[[ RECORDED DATA open ]]
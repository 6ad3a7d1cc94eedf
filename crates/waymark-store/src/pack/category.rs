//! Category rows: lookup, lazy creation along the dotted path, tree walks.

use rusqlite::{OptionalExtension, params};
use serde::Serialize;
use tracing::{debug, instrument};
use waymark_core::typeid;

use super::PackStore;
use crate::errors::{Result, StoreError};

/// A `categories` row.
#[derive(Clone, Debug, PartialEq, Eq, Serialize)]
pub struct CategoryRow {
    /// Full dotted type id.
    pub typeid: String,
    /// Parent type id, `None` for roots.
    pub parent: Option<String>,
    /// Legacy column. Visibility is resolved from overrides and `defaulttoggle`.
    pub active: bool,
    /// Sibling order, starting at 1.
    pub seq: i64,
}

impl CategoryRow {
    /// Last segment of the type id.
    pub fn leaf(&self) -> &str {
        typeid::leaf(&self.typeid)
    }

    fn map_row(row: &rusqlite::Row<'_>) -> rusqlite::Result<Self> {
        Ok(Self {
            typeid: row.get(0)?,
            parent: row.get(1)?,
            active: row.get::<_, i64>(2)? != 0,
            seq: row.get(3)?,
        })
    }
}

/// Escape `%`, `_` and `\` for a `LIKE ... ESCAPE '\'` pattern.
pub(crate) fn escape_like(raw: &str) -> String {
    let mut out = String::with_capacity(raw.len());
    for c in raw.chars() {
        if matches!(c, '%' | '_' | '\\') {
            out.push('\\');
        }
        out.push(c);
    }
    out
}

/// `LIKE` pattern matching every strict descendant of `typeid`.
pub(crate) fn descendant_pattern(typeid: &str) -> String {
    format!("{}.%", escape_like(typeid))
}

pub(crate) fn checked_typeid(raw: &str) -> Result<String> {
    typeid::normalize(raw).ok_or_else(|| StoreError::InvalidTypeId(raw.to_owned()))
}

impl PackStore {
    /// Look up a category, optionally creating it.
    ///
    /// Creation derives `parent` from the type id, creates missing ancestors
    /// first and appends the new row after its existing siblings.
    pub fn category(&self, typeid: &str, create: bool) -> Result<Option<CategoryRow>> {
        let typeid = checked_typeid(typeid)?;
        if let Some(row) = self.find_category(&typeid)? {
            return Ok(Some(row));
        }
        if !create {
            return Ok(None);
        }
        self.create_category(&typeid).map(Some)
    }

    fn find_category(&self, typeid: &str) -> Result<Option<CategoryRow>> {
        let row = self
            .conn
            .query_row(
                "SELECT typeid, parent, active, seq FROM categories WHERE typeid = ?1",
                params![typeid],
                CategoryRow::map_row,
            )
            .optional()?;
        Ok(row)
    }

    pub(crate) fn category_exists(&self, typeid: &str) -> Result<bool> {
        let exists = self.conn.query_row(
            "SELECT EXISTS(SELECT 1 FROM categories WHERE typeid = ?1)",
            params![typeid],
            |row| row.get(0),
        )?;
        Ok(exists)
    }

    fn create_category(&self, typeid: &str) -> Result<CategoryRow> {
        let parent = typeid::parent(typeid).map(str::to_owned);
        if let Some(p) = &parent {
            if self.find_category(p)?.is_none() {
                let _ = self.create_category(p)?;
            }
        }

        let seq: i64 = self.conn.query_row(
            "SELECT COALESCE(MAX(seq), 0) + 1 FROM categories WHERE parent IS ?1",
            params![parent],
            |row| row.get(0),
        )?;

        let _ = self.conn.execute(
            "INSERT INTO categories (typeid, parent, active, seq) VALUES (?1, ?2, 1, ?3)",
            params![typeid, parent, seq],
        )?;
        debug!(pack = %self.name, typeid, seq, "category created");

        Ok(CategoryRow {
            typeid: typeid.to_owned(),
            parent,
            active: true,
            seq,
        })
    }

    /// Direct children of `parent` (roots when `None`), in sibling order.
    pub fn children(&self, parent: Option<&str>) -> Result<Vec<CategoryRow>> {
        let parent = parent.map(str::to_lowercase);
        let mut stmt = self.conn.prepare(
            "SELECT typeid, parent, active, seq FROM categories
             WHERE parent IS ?1 ORDER BY seq, typeid",
        )?;
        let rows = stmt
            .query_map(params![parent], CategoryRow::map_row)?
            .collect::<std::result::Result<Vec<_>, _>>()?;
        Ok(rows)
    }

    /// Delete a category and its whole subtree, including every marker,
    /// trail, property and coordinate below it. Returns whether it existed.
    #[instrument(skip(self), fields(pack = %self.name))]
    pub fn delete_category(&self, typeid: &str) -> Result<bool> {
        // Cascades do not fire while foreign keys are off in bulk mode, so
        // the subtree's dependent rows are removed explicitly.
        const ENTITY_DELETES: [&str; 6] = [
            "DELETE FROM markerprops WHERE marker IN \
             (SELECT id FROM markers WHERE type = ?1 OR type LIKE ?2 ESCAPE '\\')",
            "DELETE FROM markers WHERE type = ?1 OR type LIKE ?2 ESCAPE '\\'",
            "DELETE FROM trailprops WHERE trail IN \
             (SELECT id FROM trails WHERE type = ?1 OR type LIKE ?2 ESCAPE '\\')",
            "DELETE FROM trailcoords WHERE trail IN \
             (SELECT id FROM trails WHERE type = ?1 OR type LIKE ?2 ESCAPE '\\')",
            "DELETE FROM trails WHERE type = ?1 OR type LIKE ?2 ESCAPE '\\'",
            "DELETE FROM categoryprops WHERE category = ?1 OR category LIKE ?2 ESCAPE '\\'",
        ];
        let typeid = checked_typeid(typeid)?;
        let pattern = descendant_pattern(&typeid);
        self.atomically(|conn| {
            for sql in ENTITY_DELETES {
                let _ = conn.execute(sql, params![typeid, pattern])?;
            }
            let _ = conn.execute(
                "DELETE FROM categories WHERE typeid LIKE ?1 ESCAPE '\\'",
                params![pattern],
            )?;
            let deleted = conn.execute("DELETE FROM categories WHERE typeid = ?1", params![typeid])?;
            Ok(deleted > 0)
        })
    }

    /// Whether the category (and, with `include_descendants`, any category
    /// below it) owns a marker or trail in `mapid`.
    pub fn has_markers_in_map(
        &self,
        typeid: &str,
        mapid: u32,
        include_descendants: bool,
    ) -> Result<bool> {
        let typeid = checked_typeid(typeid)?;
        let found = if include_descendants {
            self.conn.query_row(
                "SELECT EXISTS(
                   SELECT 1 FROM markers WHERE mapid = ?2 AND (type = ?1 OR type LIKE ?3 ESCAPE '\\')
                   UNION ALL
                   SELECT 1 FROM trails WHERE mapid = ?2 AND (type = ?1 OR type LIKE ?3 ESCAPE '\\')
                 )",
                params![typeid, mapid, descendant_pattern(&typeid)],
                |row| row.get(0),
            )?
        } else {
            self.conn.query_row(
                "SELECT EXISTS(
                   SELECT 1 FROM markers WHERE mapid = ?2 AND type = ?1
                   UNION ALL
                   SELECT 1 FROM trails WHERE mapid = ?2 AND type = ?1
                 )",
                params![typeid, mapid],
                |row| row.get(0),
            )?
        };
        Ok(found)
    }

    /// Distinct type ids owning any marker or trail in `mapid`, sorted.
    pub fn categories_in_map(&self, mapid: u32) -> Result<Vec<String>> {
        let mut stmt = self.conn.prepare(
            "SELECT type FROM markers WHERE mapid = ?1
             UNION
             SELECT type FROM trails WHERE mapid = ?1
             ORDER BY 1",
        )?;
        let rows = stmt
            .query_map(params![mapid], |row| row.get(0))?
            .collect::<std::result::Result<Vec<_>, _>>()?;
        Ok(rows)
    }
}

// ─────────────────────────────────────────────────────────────────────────────
// Tests
// ─────────────────────────────────────────────────────────────────────────────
[[ RECORDED DATA closed ]]
PROBLEM TO WORK ON: Return the full listing, word for word.

SOLUTION TO THIS TASK:
repository 6ad3a7d1cc94eedf
filename crates/waymark-store/src/pack/category.rs
//! Category rows: lookup, lazy creation along the dotted path, tree walks.

use rusqlite::{OptionalExtension, params};
use serde::Serialize;
use tracing::{debug, instrument};
use waymark_core::typeid;

use super::PackStore;
use crate::errors::{Result, StoreError};

/// A `categories` row.
#[derive(Clone, Debug, PartialEq, Eq, Serialize)]
pub struct CategoryRow {
    /// Full dotted type id.
    pub typeid: String,
    /// Parent type id, `None` for roots.
    pub parent: Option<String>,
    /// Legacy column. Visibility is resolved from overrides and `defaulttoggle`.
    pub active: bool,
    /// Sibling order, starting at 1.
    pub seq: i64,
}

impl CategoryRow {
    /// Last segment of the type id.
    pub fn leaf(&self) -> &str {
        typeid::leaf(&self.typeid)
    }

    fn map_row(row: &rusqlite::Row<'_>) -> rusqlite::Result<Self> {
        Ok(Self {
            typeid: row.get(0)?,
            parent: row.get(1)?,
            active: row.get::<_, i64>(2)? != 0,
            seq: row.get(3)?,
        })
    }
}

/// Escape `%`, `_` and `\` for a `LIKE ... ESCAPE '\'` pattern.
pub(crate) fn escape_like(raw: &str) -> String {
    let mut out = String::with_capacity(raw.len());
    for c in raw.chars() {
        if matches!(c, '%' | '_' | '\\') {
            out.push('\\');
        }
        out.push(c);
    }
    out
}

/// `LIKE` pattern matching every strict descendant of `typeid`.
pub(crate) fn descendant_pattern(typeid: &str) -> String {
    format!("{}.%", escape_like(typeid))
}

pub(crate) fn checked_typeid(raw: &str) -> Result<String> {
    typeid::normalize(raw).ok_or_else(|| StoreError::InvalidTypeId(raw.to_owned()))
}

impl PackStore {
    /// Look up a category, optionally creating it.
    ///
    /// Creation derives `parent` from the type id, creates missing ancestors
    /// first and appends the new row after its existing siblings.
    pub fn category(&self, typeid: &str, create: bool) -> Result<Option<CategoryRow>> {
        let typeid = checked_typeid(typeid)?;
        if let Some(row) = self.find_category(&typeid)? {
            return Ok(Some(row));
        }
        if !create {
            return Ok(None);
        }
        self.create_category(&typeid).map(Some)
    }

    fn find_category(&self, typeid: &str) -> Result<Option<CategoryRow>> {
        let row = self
            .conn
            .query_row(
                "SELECT typeid, parent, active, seq FROM categories WHERE typeid = ?1",
                params![typeid],
                CategoryRow::map_row,
            )
            .optional()?;
        Ok(row)
    }

    pub(crate) fn category_exists(&self, typeid: &str) -> Result<bool> {
        let exists = self.conn.query_row(
            "SELECT EXISTS(SELECT 1 FROM categories WHERE typeid = ?1)",
            params![typeid],
            |row| row.get(0),
        )?;
        Ok(exists)
    }

    fn create_category(&self, typeid: &str) -> Result<CategoryRow> {
        let parent = typeid::parent(typeid).map(str::to_owned);
        if let Some(p) = &parent {
            if self.find_category(p)?.is_none() {
                let _ = self.create_category(p)?;
            }
        }

        let seq: i64 = self.conn.query_row(
            "SELECT COALESCE(MAX(seq), 0) + 1 FROM categories WHERE parent IS ?1",
            params![parent],
            |row| row.get(0),
        )?;

        let _ = self.conn.execute(
            "INSERT INTO categories (typeid, parent, active, seq) VALUES (?1, ?2, 1, ?3)",
            params![typeid, parent, seq],
        )?;
        debug!(pack = %self.name, typeid, seq, "category created");

        Ok(CategoryRow {
            typeid: typeid.to_owned(),
            parent,
            active: true,
            seq,
        })
    }

    /// Direct children of `parent` (roots when `None`), in sibling order.
    pub fn children(&self, parent: Option<&str>) -> Result<Vec<CategoryRow>> {
        let parent = parent.map(str::to_lowercase);
        let mut stmt = self.conn.prepare(
            "SELECT typeid, parent, active, seq FROM categories
             WHERE parent IS ?1 ORDER BY seq, typeid",
        )?;
        let rows = stmt
            .query_map(params![parent], CategoryRow::map_row)?
            .collect::<std::result::Result<Vec<_>, _>>()?;
        Ok(rows)
    }

    /// Delete a category and its whole subtree, including every marker,
    /// trail, property and coordinate below it. Returns whether it existed.
    #[instrument(skip(self), fields(pack = %self.name))]
    pub fn delete_category(&self, typeid: &str) -> Result<bool> {
        // Cascades do not fire while foreign keys are off in bulk mode, so
        // the subtree's dependent rows are removed explicitly.
        const ENTITY_DELETES: [&str; 6] = [
            "DELETE FROM markerprops WHERE marker IN \
             (SELECT id FROM markers WHERE type = ?1 OR type LIKE ?2 ESCAPE '\\')",
            "DELETE FROM markers WHERE type = ?1 OR type LIKE ?2 ESCAPE '\\'",
            "DELETE FROM trailprops WHERE trail IN \
             (SELECT id FROM trails WHERE type = ?1 OR type LIKE ?2 ESCAPE '\\')",
            "DELETE FROM trailcoords WHERE trail IN \
             (SELECT id FROM trails WHERE type = ?1 OR type LIKE ?2 ESCAPE '\\')",
            "DELETE FROM trails WHERE type = ?1 OR type LIKE ?2 ESCAPE '\\'",
            "DELETE FROM categoryprops WHERE category = ?1 OR category LIKE ?2 ESCAPE '\\'",
        ];
        let typeid = checked_typeid(typeid)?;
        let pattern = descendant_pattern(&typeid);
        self.atomically(|conn| {
            for sql in ENTITY_DELETES {
                let _ = conn.execute(sql, params![typeid, pattern])?;
            }
            let _ = conn.execute(
                "DELETE FROM categories WHERE typeid LIKE ?1 ESCAPE '\\'",
                params![pattern],
            )?;
            let deleted = conn.execute("DELETE FROM categories WHERE typeid = ?1", params![typeid])?;
            Ok(deleted > 0)
        })
    }

    /// Whether the category (and, with `include_descendants`, any category
    /// below it) owns a marker or trail in `mapid`.
    pub fn has_markers_in_map(
        &self,
        typeid: &str,
        mapid: u32,
        include_descendants: bool,
    ) -> Result<bool> {
        let typeid = checked_typeid(typeid)?;
        let found = if include_descendants {
            self.conn.query_row(
                "SELECT EXISTS(
                   SELECT 1 FROM markers WHERE mapid = ?2 AND (type = ?1 OR type LIKE ?3 ESCAPE '\\')
                   UNION ALL
                   SELECT 1 FROM trails WHERE mapid = ?2 AND (type = ?1 OR type LIKE ?3 ESCAPE '\\')
                 )",
                params![typeid, mapid, descendant_pattern(&typeid)],
                |row| row.get(0),
            )?
        } else {
            self.conn.query_row(
                "SELECT EXISTS(
                   SELECT 1 FROM markers WHERE mapid = ?2 AND type = ?1
                   UNION ALL
                   SELECT 1 FROM trails WHERE mapid = ?2 AND type = ?1
                 )",
                params![typeid, mapid],
                |row| row.get(0),
            )?
        };
        Ok(found)
    }

    /// Distinct type ids owning any marker or trail in `mapid`, sorted.
    pub fn categories_in_map(&self, mapid: u32) -> Result<Vec<String>> {
        let mut stmt = self.conn.prepare(
            "SELECT type FROM markers WHERE mapid = ?1
             UNION
             SELECT type FROM trails WHERE mapid = ?1
             ORDER BY 1",
        )?;
        let rows = stmt
            .query_map(params![mapid], |row| row.get(0))?
            .collect::<std::result::Result<Vec<_>, _>>()?;
        Ok(rows)
    }
}

// ─────────────────────────────────────────────────────────────────────────────
// Tests
// ─────────────────────────────────────────────────────────────────────────────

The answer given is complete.